Five-Good-Ideas-Cover-193x300The Maytree Foundation runs a marvellous lunch and learn series titled Five Good Ideas. They cover just about everything and are worth having a look at. Fortunately they have released a compilation of their first years called not surprisingly Five Good Ideas – Practical Strategies for Non-Profit Success. You can download an excerpt here.

I was asked to speak on the topic of Social Innovation earlier this year. I chose to make the following points.

Social Innovation:

  1. Starts With Passionate Amateurs
  2. Is A Marriage of the Past and Future
  3. Does Not Have a Dress Code
  4. Is Hard to do with Friends and Colleagues Let Alone Opponents and Strangers
  5. Has Negative Side Effects

You can access the video of my talk here.

During a subsequent session at the University of Waterloo's Masters Diploma Program in Social Innovation I added a sixth point:

6. What You Can't See Is Most Important.  More about this one in Subsequent posts.

I also offered Five Good Resources

  1. Anything by Frances Westley.

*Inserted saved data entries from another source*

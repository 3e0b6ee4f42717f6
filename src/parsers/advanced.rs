use log::{debug, info, warn};
use scraper::{ElementRef, Html};

use crate::document::{find_by_id, select_href, select_text, selector, uncomment};
use crate::domain::{PlayerPer, StatsPhase};

const NAME_LINK: &str = r#"td[data-stat="name_display"] a"#;
const MINUTES_CELL: &str = r#"td[data-stat="mp"]"#;
const PER_CELL: &str = r#"td[data-stat="per"]"#;

/// Top `top_n` regular-season players by PER among the 8 with the most minutes
pub fn top_regular_season_per(html: &Html, top_n: usize) -> Vec<PlayerPer> {
    top_per_players(html, StatsPhase::RegularSeason, top_n)
}

/// Top `top_n` playoff players by PER among the 5 with the most minutes
pub fn top_playoff_per(html: &Html, top_n: usize) -> Vec<PlayerPer> {
    top_per_players(html, StatsPhase::Playoffs, top_n)
}

/// Read a team page's advanced table for `phase` and pick its PER leaders.
///
/// The advanced tables are served inside HTML comments, so the document is re-parsed
/// with the comment markers removed. A missing table (e.g. no playoff run) yields an
/// empty list.
pub fn top_per_players(html: &Html, phase: StatsPhase, top_n: usize) -> Vec<PlayerPer> {
    let cleaned = uncomment(html);

    let Some(table) = find_by_id(&cleaned, phase.table_id()) else {
        info!("  → No #{} table found", phase.table_id());
        return Vec::new();
    };

    let players: Vec<PlayerPer> = table
        .select(&selector("tbody tr"))
        .filter_map(read_player_row)
        .collect();

    debug!("  Collected {} players from #{}", players.len(), phase.table_id());
    select_top_per(players, phase.minutes_cutoff(), top_n)
}

/// Keep the `minutes_cutoff` heaviest-minute players, then the `top_n` best of those by PER
pub fn select_top_per(
    mut players: Vec<PlayerPer>,
    minutes_cutoff: usize,
    top_n: usize,
) -> Vec<PlayerPer> {
    players.sort_by(|a, b| b.minutes.cmp(&a.minutes));
    players.truncate(minutes_cutoff);

    players.sort_by(|a, b| b.per.total_cmp(&a.per));
    players.truncate(top_n);
    players
}

// --- Row Parsing ---

fn read_player_row(row: ElementRef) -> Option<PlayerPer> {
    let per_text = select_text(row, PER_CELL)?;
    let per_text = per_text.trim();
    if per_text.is_empty() {
        // Partial-season and traded players have no PER
        return None;
    }

    let name = select_text(row, NAME_LINK)?;
    let minutes_text = select_text(row, MINUTES_CELL)?;

    let minutes = parse_cell::<u32>(&name, "minutes", &minutes_text)?;
    let per = parse_cell::<f64>(&name, "PER", per_text)?;

    Some(PlayerPer {
        name: name.trim().to_string(),
        per,
        player_id: select_href(row, NAME_LINK),
        minutes,
    })
}

fn parse_cell<T: std::str::FromStr>(name: &str, field: &str, text: &str) -> Option<T> {
    let value = text.trim().parse().ok();
    if value.is_none() {
        warn!("  Skipping {}: unparsable {} '{}'", name.trim(), field, text.trim());
    }
    value
}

The best introduction to her work is Getting to Maybe: How the World Has Changed (Random House, 2006), co-authored with Brenda Zimmerman and Michael Quinn Patton.
  2. John Elkington and his team at Volans are at the leading edge of thinking about social innovation. Check out their website and their recent report Future Quotient.
  3. Ezio Manzini is a leading European thinker about design, social innovation and sustainability. Check out his blog. Here is a link to a long but inspiring video of a recent presentation in Australia. 
  4. Adam Kahane has practical insights and proven strategies to improve
    our ability to work with allies and colleagues as well as strangers and
    opponents. His latest book, Power and Love: a theory and practice of social change (Berrett-Koehler Publishers, 2010). Read his approach to change-labs.
  5. The Long Now Foundation hopes to provide a counterpoint to today’s
    accelerating culture and help make long-term thinking more common. Their
    most majestic project is the Clock of the Long Now – a clock designed to tick for 10,000 years but will only tell the time if you power it.